2. Now I want to put this behind and ask something else. 25CP vs 25CP. Wow.

How did they get 25CP? I'm really curious.

Priority 5 Attributes gives 20pts. To get max CP out of Attributes he'd have to assign 10 points to Agility and Cunning. Which means Ag6 Cu5 OR Ag5 Cu6. Either way this totals 11CP. And he has 10pts left to distirbute to 6 Attributes, meaning a 2.66 average Attribute rating.

Priority 5 Proficiency gives 20pts with a cap of 11. Which means that base CP+Prof = 22CP.

Having spent 10 Priority points he has 5 left.

He spends 3 to Edges, trades two minor Edges to one major Edge and gets Large for the +2CP bonus. For a total of 24CP at character creation.
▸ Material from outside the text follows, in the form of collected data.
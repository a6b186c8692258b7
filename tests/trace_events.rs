use std::fs::write;
use std::sync::{Arc, Mutex};
use tracing_subscriber::prelude::*;
use tracing_subscriber::{layer::Context, Layer, Registry};
use transfer_intake::cli::{run, Cli};

/// Collects the debug rendering of every event it sees.
struct EventCollector {
    events: Arc<Mutex<Vec<String>>>,
}

impl<S> Layer<S> for EventCollector
where
    S: tracing::Subscriber,
{
    fn on_event(&self, event: &tracing::Event<'_>, _ctx: Context<'_, S>) {
        self.events.lock().unwrap().push(format!("{:?}", event));
    }
}

fn collecting_subscriber() -> (Arc<Mutex<Vec<String>>>, impl tracing::Subscriber) {
    let events = Arc::new(Mutex::new(Vec::new()));
    let collector = EventCollector {
        events: events.clone(),
    };
    (events, Registry::default().with(collector))
}

#[tokio::test]
async fn emits_trace_initialised_event() {
    let (events, subscriber) = collecting_subscriber();
    let _guard = tracing::subscriber::set_default(subscriber);

    let cli = Cli {
        message: std::path::PathBuf::from("does-not-exist.eml"),
        config: None,
    };
    let _ = run(cli).await;

    let event_msgs = events.lock().unwrap();
    assert!(
        event_msgs.iter().any(|msg| msg.contains("trace_initialised")),
        "Expected a 'trace_initialised' trace event, got: {:?}",
        event_msgs
    );
}

#[tokio::test]
async fn missing_link_is_logged_as_warning() {
    let dir = tempfile::tempdir().unwrap();
    let message = dir.path().join("message.eml");
    write(&message, "Subject: hi\r\n\r\nno link here\r\n").unwrap();

    let (events, subscriber) = collecting_subscriber();
    let _guard = tracing::subscriber::set_default(subscriber);

    let cli = Cli {
        message,
        config: None,
    };
    let result = run(cli).await;
    assert!(result.is_err());

    let event_msgs = events.lock().unwrap();
    assert!(
        event_msgs
            .iter()
            .any(|msg| msg.contains("No download link in message body")),
        "Expected a no-link warning, got: {:?}",
        event_msgs
    );
}
//! Loading a raw message and pulling its plain-text body out of the MIME tree.

use std::path::Path;

use mailparse::{DispositionType, MailParseError, ParsedMail};
use tracing::{debug, error, info};

use crate::error::IntakeError;

/// Reads the raw message bytes from `path`.
pub async fn load_message(path: &Path) -> Result<Vec<u8>, IntakeError> {
    match tokio::fs::read(path).await {
        Ok(raw) => {
            info!(path = %path.display(), size = raw.len(), "Message read");
            Ok(raw)
        }
        Err(source) => {
            error!(error = ?source, path = %path.display(), "Failed to read message");
            Err(IntakeError::ReadMessage {
                path: path.to_path_buf(),
                source,
            })
        }
    }
}

/// Returns the decoded body text of a message.
///
/// For a multipart message this is the payload of the first `text/plain` part
/// (depth first, document order) whose disposition is not `attachment`, or an
/// empty body when there is none. For anything else it is the whole payload.
pub fn extract_body(raw: &[u8]) -> Result<Vec<u8>, MailParseError> {
    let mail = mailparse::parse_mail(raw)?;

    if !is_multipart(&mail) {
        debug!(mimetype = %mail.ctype.mimetype, "Message is not multipart, using whole payload");
        return mail.get_body_raw();
    }

    match find_plain_text(&mail) {
        Some(part) => {
            debug!(charset = %part.ctype.charset, "Found inline text/plain part");
            part.get_body_raw()
        }
        None => {
            debug!(parts = mail.subparts.len(), "No inline text/plain part in multipart message");
            Ok(Vec::new())
        }
    }
}

fn is_multipart(mail: &ParsedMail<'_>) -> bool {
    mail.ctype.mimetype.to_ascii_lowercase().starts_with("multipart/")
}

fn find_plain_text<'m, 'a>(part: &'m ParsedMail<'a>) -> Option<&'m ParsedMail<'a>> {
    let inline_text = part.ctype.mimetype.eq_ignore_ascii_case("text/plain")
        && part.get_content_disposition().disposition != DispositionType::Attachment;
    if inline_text {
        return Some(part);
    }
    part.subparts.iter().find_map(find_plain_text)
}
Skills get Priority 1 (5@2) and finally Class gets Priority 1 as well (serf or slave).

So, you can't have a 25CP character right from the start. 24CP is the absolute maximum, still it is an awkward built, at least for my tastes. Add a single SA of 5 and you get a staggering 29CP for a specific situation (SA firing).

I assume that you played some sessions and they gained the required SA to advance to 25CP. If this is the case I'd be curious to know their starting build, advancement during play, and number of sessions played. Oh, but wait. I shouldn't assume anything. You said "latest test session", didn't you? So how do these guys have 25CP?!?!?!

To continue with this.

Are they both player characters? If not, why does an NPC has CP matching the PC exactly? Don't forget, NPCs don't get any SAs. That's only for PCs.

This reminds me of DnD and similar games, where the opposition gets bigger with PC advancement.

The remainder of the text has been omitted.